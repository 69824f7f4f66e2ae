//! The post feed, most recent first

use serde::{Deserialize, Serialize};
use std::collections::VecDeque;

use crate::core::types::{Millis, PostId, Topic};

/// Where a post came from
#[derive(Debug, Clone, Copy, PartialEq, Eq, Serialize, Deserialize)]
pub enum PostOrigin {
    /// Present when the session started
    Seeded,
    /// Written by the player
    Player,
    /// Written by a simulated network member
    Simulated,
}

#[derive(Debug, Clone, PartialEq, Serialize, Deserialize)]
pub struct Post {
    pub id: PostId,
    pub author: String,
    pub role: String,
    pub content: String,
    pub likes: u64,
    pub comments: u64,
    pub shares: u64,
    pub liked: bool,
    pub commented: bool,
    pub category: String,
    pub topic: Option<Topic>,
    pub origin: PostOrigin,
    pub created_at: Millis,
    /// Player posts get their engagement filled in once, after a delay
    pub engagement_resolved: bool,
}

/// Ordered posts, newest at the front
#[derive(Debug, Clone, Default)]
pub struct Feed {
    posts: VecDeque<Post>,
}

impl Feed {
    pub fn new() -> Self {
        Self::default()
    }

    /// Prepend without truncating (player posts)
    pub fn push_front(&mut self, post: Post) {
        self.posts.push_front(post);
    }

    /// Prepend and drop the oldest posts beyond `capacity` (auto-posts)
    pub fn push_front_bounded(&mut self, post: Post, capacity: usize) -> Vec<Post> {
        self.posts.push_front(post);
        let mut dropped = Vec::new();
        while self.posts.len() > capacity {
            if let Some(oldest) = self.posts.pop_back() {
                dropped.push(oldest);
            }
        }
        dropped
    }

    /// Seeded posts keep their listed order
    pub fn push_back(&mut self, post: Post) {
        self.posts.push_back(post);
    }

    pub fn get(&self, id: PostId) -> Option<&Post> {
        self.posts.iter().find(|p| p.id == id)
    }

    pub fn get_mut(&mut self, id: PostId) -> Option<&mut Post> {
        self.posts.iter_mut().find(|p| p.id == id)
    }

    pub fn iter(&self) -> impl Iterator<Item = &Post> {
        self.posts.iter()
    }

    pub fn len(&self) -> usize {
        self.posts.len()
    }

    pub fn is_empty(&self) -> bool {
        self.posts.is_empty()
    }

    pub fn unliked_count(&self) -> usize {
        self.posts.iter().filter(|p| !p.liked).count()
    }

    /// Like the first `n` unliked posts in feed order; returns their ids
    pub(crate) fn like_first_unliked(&mut self, n: usize) -> Vec<PostId> {
        let mut liked = Vec::with_capacity(n);
        for post in self.posts.iter_mut().filter(|p| !p.liked).take(n) {
            post.liked = true;
            post.likes += 1;
            liked.push(post.id);
        }
        liked
    }
}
+---+
Every line above in which the word "String" occurs needs to be copied.

**ANSWER BOX:**
    pub author: String,
    pub role: String,
    pub content: String,
    pub category: String,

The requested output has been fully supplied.